Copy out every entry precisely.

- Provided records
--- START ---

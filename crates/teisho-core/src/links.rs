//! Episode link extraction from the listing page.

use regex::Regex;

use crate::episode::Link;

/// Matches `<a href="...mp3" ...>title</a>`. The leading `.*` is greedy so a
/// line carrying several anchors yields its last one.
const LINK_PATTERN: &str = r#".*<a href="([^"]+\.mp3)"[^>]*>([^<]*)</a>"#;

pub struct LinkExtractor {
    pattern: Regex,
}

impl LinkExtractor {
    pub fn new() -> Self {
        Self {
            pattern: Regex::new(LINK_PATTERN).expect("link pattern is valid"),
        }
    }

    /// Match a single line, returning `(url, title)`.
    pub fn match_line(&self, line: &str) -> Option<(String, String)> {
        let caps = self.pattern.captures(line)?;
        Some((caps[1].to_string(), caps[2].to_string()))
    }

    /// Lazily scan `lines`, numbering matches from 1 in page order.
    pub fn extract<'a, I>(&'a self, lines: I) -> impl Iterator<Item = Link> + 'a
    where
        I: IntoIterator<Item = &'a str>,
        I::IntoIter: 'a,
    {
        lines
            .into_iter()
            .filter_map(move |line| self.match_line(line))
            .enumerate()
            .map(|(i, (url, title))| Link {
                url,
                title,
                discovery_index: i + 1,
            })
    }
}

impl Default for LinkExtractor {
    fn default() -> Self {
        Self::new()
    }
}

--- END ---

- Solution to this problem
filename crates/teisho-core/src/links.rs
//! Episode link extraction from the listing page.

use regex::Regex;

use crate::episode::Link;

/// Matches `<a href="...mp3" ...>title</a>`. The leading `.*` is greedy so a
/// line carrying several anchors yields its last one.
const LINK_PATTERN: &str = r#".*<a href="([^"]+\.mp3)"[^>]*>([^<]*)</a>"#;

pub struct LinkExtractor {
    pattern: Regex,
}

impl LinkExtractor {
    pub fn new() -> Self {
        Self {
            pattern: Regex::new(LINK_PATTERN).expect("link pattern is valid"),
        }
    }

    /// Match a single line, returning `(url, title)`.
    pub fn match_line(&self, line: &str) -> Option<(String, String)> {
        let caps = self.pattern.captures(line)?;
        Some((caps[1].to_string(), caps[2].to_string()))
    }

    /// Lazily scan `lines`, numbering matches from 1 in page order.
    pub fn extract<'a, I>(&'a self, lines: I) -> impl Iterator<Item = Link> + 'a
    where
        I: IntoIterator<Item = &'a str>,
        I::IntoIter: 'a,
    {
        lines
            .into_iter()
            .filter_map(move |line| self.match_line(line))
            .enumerate()
            .map(|(i, (url, title))| Link {
                url,
                title,
                discovery_index: i + 1,
            })
    }
}

impl Default for LinkExtractor {
    fn default() -> Self {
        Self::new()
    }
}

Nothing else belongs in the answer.